▶ THE PROBLEM
Gather every line of the entries that includes the word "fixed".
=====
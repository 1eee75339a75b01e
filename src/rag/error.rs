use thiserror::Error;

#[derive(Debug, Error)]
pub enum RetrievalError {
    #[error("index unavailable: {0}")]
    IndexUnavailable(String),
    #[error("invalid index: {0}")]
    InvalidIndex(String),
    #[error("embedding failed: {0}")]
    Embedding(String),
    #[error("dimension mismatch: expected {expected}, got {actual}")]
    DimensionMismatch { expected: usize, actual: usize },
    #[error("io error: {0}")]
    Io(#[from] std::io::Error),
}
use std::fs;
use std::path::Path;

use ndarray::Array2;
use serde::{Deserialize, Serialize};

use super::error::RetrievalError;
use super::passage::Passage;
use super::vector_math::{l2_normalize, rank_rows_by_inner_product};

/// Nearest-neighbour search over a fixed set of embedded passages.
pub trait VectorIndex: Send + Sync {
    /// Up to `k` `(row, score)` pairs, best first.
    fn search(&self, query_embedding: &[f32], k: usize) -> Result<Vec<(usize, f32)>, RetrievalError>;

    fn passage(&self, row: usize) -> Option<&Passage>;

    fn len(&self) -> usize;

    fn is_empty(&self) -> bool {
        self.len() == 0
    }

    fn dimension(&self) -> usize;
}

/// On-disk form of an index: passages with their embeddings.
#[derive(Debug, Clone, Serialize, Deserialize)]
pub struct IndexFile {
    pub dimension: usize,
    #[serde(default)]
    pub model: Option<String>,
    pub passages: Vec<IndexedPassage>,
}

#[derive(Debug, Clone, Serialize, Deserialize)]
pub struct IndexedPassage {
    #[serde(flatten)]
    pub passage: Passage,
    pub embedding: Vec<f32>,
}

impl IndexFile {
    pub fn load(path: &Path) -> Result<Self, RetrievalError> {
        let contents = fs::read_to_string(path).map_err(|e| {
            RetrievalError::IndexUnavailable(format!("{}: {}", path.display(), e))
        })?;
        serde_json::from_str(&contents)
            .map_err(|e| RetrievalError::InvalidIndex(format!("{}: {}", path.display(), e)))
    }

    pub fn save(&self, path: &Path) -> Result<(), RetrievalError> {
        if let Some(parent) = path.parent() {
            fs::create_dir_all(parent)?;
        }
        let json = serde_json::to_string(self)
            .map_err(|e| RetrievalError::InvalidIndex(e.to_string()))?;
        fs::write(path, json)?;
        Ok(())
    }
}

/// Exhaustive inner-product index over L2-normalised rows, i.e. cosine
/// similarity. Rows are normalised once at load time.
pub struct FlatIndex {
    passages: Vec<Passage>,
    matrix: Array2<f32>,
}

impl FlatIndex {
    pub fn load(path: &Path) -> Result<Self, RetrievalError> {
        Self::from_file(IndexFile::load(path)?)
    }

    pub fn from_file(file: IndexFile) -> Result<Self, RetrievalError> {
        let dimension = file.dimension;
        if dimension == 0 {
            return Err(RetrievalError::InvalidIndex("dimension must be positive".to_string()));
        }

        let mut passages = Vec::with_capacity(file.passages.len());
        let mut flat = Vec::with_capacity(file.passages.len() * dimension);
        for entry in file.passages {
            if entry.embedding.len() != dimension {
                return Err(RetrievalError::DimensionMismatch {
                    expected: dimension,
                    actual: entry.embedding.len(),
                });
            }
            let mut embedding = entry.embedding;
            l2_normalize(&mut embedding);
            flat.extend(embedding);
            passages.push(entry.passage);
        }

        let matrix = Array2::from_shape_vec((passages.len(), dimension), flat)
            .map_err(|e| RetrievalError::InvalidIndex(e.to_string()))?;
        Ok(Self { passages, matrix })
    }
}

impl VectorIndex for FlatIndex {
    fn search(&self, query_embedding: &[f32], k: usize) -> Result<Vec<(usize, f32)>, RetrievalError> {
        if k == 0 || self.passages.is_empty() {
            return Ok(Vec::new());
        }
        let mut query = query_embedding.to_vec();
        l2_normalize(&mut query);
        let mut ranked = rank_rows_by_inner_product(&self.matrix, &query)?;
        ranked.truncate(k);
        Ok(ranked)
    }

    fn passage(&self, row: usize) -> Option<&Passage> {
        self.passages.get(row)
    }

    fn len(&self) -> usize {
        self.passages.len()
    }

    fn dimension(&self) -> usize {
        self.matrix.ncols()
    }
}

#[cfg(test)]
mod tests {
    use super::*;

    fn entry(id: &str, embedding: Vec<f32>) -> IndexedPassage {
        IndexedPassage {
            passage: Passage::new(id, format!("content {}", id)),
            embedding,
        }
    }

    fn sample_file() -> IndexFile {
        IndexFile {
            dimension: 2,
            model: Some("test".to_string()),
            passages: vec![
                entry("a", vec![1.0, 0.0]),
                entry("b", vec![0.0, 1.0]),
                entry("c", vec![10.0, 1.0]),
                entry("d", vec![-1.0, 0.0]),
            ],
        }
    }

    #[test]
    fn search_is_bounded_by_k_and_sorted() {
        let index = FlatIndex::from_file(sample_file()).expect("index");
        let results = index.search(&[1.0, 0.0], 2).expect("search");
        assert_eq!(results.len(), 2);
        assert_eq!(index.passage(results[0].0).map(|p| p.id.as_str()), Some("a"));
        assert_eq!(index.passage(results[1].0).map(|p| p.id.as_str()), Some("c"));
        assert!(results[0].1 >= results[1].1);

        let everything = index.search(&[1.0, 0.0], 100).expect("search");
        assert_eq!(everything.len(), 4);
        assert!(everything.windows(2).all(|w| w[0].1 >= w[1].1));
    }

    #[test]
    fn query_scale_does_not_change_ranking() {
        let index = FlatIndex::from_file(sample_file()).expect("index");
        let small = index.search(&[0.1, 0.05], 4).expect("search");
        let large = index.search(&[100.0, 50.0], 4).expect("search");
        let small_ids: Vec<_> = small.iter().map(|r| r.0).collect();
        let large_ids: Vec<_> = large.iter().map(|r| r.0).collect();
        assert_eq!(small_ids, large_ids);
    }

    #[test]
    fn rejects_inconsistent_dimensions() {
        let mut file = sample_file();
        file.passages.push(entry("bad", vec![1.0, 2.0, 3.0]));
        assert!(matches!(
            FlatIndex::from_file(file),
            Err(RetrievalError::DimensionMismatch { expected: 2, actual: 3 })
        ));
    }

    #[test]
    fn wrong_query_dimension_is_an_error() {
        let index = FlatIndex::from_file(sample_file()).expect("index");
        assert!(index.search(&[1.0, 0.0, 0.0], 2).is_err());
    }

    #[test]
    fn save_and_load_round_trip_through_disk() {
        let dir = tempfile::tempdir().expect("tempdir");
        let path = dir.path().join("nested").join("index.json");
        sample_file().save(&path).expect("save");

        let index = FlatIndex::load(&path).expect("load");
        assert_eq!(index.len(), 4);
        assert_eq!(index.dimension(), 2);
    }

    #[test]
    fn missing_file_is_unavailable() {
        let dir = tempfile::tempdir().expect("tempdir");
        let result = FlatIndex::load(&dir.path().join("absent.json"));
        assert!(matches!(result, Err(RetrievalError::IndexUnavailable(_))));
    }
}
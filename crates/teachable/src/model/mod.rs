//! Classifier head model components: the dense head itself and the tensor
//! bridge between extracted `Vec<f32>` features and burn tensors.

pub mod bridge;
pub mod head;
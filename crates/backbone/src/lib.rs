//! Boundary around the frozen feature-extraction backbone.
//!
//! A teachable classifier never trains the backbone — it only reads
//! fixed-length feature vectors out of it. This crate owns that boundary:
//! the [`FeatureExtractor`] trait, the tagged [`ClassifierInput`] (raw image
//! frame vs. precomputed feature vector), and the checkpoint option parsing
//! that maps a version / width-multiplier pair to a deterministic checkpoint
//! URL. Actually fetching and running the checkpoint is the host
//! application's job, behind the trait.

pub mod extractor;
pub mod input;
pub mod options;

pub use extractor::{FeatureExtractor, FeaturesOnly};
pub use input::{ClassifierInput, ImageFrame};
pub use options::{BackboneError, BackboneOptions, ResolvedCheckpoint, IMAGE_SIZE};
=====
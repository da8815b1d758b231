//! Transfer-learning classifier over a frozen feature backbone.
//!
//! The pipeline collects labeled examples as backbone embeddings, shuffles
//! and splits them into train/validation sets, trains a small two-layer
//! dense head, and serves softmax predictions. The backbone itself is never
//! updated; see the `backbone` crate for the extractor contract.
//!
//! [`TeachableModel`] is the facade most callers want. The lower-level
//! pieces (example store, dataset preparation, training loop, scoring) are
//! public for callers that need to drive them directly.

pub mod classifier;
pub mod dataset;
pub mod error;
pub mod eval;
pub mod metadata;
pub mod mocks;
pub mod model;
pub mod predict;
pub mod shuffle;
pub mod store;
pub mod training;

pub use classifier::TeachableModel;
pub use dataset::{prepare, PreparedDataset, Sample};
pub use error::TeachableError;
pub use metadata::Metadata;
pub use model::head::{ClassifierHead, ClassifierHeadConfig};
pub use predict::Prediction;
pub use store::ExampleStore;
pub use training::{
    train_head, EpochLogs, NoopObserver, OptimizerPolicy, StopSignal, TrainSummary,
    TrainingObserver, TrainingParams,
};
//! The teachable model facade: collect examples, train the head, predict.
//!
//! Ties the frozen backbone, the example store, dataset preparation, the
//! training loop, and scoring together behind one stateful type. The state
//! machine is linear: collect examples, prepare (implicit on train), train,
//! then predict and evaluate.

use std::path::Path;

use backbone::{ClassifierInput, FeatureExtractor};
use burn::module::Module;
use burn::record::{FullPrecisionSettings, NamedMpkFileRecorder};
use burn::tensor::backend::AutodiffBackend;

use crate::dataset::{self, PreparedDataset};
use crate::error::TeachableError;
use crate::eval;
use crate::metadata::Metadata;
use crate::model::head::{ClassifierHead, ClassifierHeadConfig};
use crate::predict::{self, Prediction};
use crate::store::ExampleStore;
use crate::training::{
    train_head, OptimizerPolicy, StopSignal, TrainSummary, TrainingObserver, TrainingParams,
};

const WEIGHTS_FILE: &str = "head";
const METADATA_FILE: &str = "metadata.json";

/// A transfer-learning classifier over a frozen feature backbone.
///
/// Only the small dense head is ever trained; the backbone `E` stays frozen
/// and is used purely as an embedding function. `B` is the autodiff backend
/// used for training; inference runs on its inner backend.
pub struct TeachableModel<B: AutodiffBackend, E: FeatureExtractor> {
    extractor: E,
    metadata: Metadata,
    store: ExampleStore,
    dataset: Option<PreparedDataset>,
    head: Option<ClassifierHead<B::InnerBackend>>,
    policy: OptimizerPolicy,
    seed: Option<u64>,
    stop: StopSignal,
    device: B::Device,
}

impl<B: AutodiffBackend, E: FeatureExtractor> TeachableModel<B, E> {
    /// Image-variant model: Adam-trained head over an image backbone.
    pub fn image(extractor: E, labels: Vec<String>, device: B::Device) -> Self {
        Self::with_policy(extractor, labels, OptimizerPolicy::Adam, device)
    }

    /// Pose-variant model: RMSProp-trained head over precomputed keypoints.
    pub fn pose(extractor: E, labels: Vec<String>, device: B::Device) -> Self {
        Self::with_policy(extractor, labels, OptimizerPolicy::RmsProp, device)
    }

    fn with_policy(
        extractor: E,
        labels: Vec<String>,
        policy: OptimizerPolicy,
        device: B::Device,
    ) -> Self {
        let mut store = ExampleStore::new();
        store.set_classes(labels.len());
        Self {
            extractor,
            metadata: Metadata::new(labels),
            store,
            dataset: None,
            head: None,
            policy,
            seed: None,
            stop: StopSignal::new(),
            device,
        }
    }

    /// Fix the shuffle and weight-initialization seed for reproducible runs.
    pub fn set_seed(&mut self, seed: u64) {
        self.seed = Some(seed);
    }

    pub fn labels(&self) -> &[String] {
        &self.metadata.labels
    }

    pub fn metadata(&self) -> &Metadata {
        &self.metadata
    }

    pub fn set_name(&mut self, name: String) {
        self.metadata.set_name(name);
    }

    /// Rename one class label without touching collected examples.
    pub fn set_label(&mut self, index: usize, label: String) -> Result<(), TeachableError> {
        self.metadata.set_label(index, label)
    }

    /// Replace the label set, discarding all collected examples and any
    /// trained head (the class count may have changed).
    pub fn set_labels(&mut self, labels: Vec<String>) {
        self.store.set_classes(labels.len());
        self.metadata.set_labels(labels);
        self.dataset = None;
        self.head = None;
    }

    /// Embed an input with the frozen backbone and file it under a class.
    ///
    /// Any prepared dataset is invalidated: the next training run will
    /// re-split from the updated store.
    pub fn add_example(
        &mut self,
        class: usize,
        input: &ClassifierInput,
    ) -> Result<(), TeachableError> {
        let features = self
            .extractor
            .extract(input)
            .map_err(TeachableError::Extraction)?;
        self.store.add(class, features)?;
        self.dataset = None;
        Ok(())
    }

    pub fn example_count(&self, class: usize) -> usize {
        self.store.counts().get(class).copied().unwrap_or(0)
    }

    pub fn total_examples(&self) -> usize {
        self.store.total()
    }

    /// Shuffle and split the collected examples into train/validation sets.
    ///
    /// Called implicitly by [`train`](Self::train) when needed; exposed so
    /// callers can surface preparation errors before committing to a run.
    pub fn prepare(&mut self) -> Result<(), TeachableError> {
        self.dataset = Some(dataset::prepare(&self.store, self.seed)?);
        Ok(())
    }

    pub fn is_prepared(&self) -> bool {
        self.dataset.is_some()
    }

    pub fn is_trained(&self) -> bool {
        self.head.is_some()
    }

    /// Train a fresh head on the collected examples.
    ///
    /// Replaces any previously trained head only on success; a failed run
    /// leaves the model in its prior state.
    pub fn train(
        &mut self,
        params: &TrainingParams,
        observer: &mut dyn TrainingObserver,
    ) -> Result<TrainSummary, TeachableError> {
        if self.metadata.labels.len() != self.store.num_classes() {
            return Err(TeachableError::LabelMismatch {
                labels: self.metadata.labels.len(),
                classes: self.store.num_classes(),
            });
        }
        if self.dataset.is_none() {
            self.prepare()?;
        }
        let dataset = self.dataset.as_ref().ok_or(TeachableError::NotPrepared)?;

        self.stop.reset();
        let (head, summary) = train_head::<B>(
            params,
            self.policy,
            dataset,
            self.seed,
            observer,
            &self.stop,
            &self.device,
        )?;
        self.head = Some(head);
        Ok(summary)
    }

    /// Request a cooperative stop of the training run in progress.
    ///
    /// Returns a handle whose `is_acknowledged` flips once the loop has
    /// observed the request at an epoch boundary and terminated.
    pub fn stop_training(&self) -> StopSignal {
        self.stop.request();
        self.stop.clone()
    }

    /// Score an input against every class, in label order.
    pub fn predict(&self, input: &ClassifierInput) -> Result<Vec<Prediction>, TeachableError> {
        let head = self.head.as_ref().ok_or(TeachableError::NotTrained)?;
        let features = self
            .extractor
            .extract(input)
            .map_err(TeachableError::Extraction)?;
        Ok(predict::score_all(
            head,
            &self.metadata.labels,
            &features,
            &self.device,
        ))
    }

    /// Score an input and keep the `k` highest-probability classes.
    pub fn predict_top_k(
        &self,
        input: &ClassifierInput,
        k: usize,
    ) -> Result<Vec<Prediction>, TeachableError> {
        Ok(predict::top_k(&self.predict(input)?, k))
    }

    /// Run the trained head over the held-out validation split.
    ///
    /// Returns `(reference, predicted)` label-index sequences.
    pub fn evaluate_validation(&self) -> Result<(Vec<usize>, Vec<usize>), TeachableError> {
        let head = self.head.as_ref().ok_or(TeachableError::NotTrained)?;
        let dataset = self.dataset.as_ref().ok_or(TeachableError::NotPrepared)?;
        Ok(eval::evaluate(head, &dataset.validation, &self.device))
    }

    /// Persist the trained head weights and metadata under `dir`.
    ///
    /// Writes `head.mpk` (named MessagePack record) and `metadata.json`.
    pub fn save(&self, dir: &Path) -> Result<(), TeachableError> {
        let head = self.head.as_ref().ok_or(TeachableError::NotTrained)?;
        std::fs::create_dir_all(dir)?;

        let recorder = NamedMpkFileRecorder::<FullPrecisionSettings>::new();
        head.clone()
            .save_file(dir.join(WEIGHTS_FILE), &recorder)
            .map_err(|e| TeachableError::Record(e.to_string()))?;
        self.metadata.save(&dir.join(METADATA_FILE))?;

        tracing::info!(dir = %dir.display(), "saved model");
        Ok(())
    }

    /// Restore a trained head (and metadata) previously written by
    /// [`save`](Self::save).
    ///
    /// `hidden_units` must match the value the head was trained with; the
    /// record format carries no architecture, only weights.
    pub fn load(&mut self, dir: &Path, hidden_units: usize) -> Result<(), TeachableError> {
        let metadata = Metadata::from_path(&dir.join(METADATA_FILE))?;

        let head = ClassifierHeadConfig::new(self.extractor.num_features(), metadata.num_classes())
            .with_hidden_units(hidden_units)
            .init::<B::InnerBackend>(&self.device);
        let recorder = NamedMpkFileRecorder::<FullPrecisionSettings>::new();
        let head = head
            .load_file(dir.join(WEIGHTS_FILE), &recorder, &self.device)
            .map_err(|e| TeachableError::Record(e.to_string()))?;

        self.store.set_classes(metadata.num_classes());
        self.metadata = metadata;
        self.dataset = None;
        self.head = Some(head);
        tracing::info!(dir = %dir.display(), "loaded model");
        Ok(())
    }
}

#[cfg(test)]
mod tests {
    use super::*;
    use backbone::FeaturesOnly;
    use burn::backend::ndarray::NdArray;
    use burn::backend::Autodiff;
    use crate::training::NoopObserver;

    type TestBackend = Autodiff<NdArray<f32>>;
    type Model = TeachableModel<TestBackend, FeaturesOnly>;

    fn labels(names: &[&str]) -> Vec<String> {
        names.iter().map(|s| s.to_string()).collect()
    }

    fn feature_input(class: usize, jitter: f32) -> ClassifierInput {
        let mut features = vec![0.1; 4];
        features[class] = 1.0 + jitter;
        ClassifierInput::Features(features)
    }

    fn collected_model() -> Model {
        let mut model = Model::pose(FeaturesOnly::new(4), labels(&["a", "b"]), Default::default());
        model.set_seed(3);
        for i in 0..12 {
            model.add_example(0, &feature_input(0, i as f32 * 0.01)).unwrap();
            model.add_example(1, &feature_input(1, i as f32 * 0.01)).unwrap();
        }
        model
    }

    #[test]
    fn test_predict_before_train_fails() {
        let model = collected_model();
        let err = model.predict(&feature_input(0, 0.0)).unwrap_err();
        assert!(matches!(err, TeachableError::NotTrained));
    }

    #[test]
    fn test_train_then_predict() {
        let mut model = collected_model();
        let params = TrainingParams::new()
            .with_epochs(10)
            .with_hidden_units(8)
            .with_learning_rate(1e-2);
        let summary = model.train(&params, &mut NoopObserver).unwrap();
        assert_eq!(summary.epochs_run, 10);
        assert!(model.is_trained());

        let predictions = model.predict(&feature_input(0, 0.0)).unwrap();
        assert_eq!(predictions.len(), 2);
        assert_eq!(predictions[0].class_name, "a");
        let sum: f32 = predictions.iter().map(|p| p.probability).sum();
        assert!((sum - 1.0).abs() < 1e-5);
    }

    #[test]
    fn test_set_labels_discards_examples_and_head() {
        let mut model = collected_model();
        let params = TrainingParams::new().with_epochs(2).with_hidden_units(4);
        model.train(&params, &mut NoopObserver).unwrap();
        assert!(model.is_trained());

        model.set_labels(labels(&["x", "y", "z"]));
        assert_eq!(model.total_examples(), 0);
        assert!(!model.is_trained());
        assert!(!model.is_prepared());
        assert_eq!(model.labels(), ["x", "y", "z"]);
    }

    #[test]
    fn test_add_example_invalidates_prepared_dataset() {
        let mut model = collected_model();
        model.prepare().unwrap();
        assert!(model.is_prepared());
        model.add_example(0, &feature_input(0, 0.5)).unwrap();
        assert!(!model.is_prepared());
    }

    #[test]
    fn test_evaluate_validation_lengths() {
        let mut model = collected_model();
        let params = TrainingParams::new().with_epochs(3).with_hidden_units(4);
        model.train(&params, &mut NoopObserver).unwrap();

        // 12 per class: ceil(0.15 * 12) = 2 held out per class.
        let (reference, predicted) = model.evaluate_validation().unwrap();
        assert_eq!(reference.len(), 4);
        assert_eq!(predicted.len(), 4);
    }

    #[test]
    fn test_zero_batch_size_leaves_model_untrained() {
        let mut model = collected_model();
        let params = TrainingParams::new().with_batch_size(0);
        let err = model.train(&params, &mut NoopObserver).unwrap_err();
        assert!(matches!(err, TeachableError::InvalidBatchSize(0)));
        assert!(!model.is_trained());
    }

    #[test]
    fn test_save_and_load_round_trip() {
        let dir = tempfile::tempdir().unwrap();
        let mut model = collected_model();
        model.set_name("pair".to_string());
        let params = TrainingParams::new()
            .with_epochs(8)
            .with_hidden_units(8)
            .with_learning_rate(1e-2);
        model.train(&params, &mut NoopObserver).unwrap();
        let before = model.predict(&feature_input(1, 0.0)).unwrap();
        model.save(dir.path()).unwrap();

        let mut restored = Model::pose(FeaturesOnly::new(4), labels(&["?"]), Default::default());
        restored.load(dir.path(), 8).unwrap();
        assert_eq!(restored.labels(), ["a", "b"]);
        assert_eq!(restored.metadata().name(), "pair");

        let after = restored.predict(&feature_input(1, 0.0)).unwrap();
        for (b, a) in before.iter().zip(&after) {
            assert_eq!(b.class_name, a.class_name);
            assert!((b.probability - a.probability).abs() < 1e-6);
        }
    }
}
=====
▶ RESULT OF THE TASK
/// Nearest-neighbour search over a fixed set of embedded passages.
//! fixed-length feature vectors out of it. This crate owns that boundary:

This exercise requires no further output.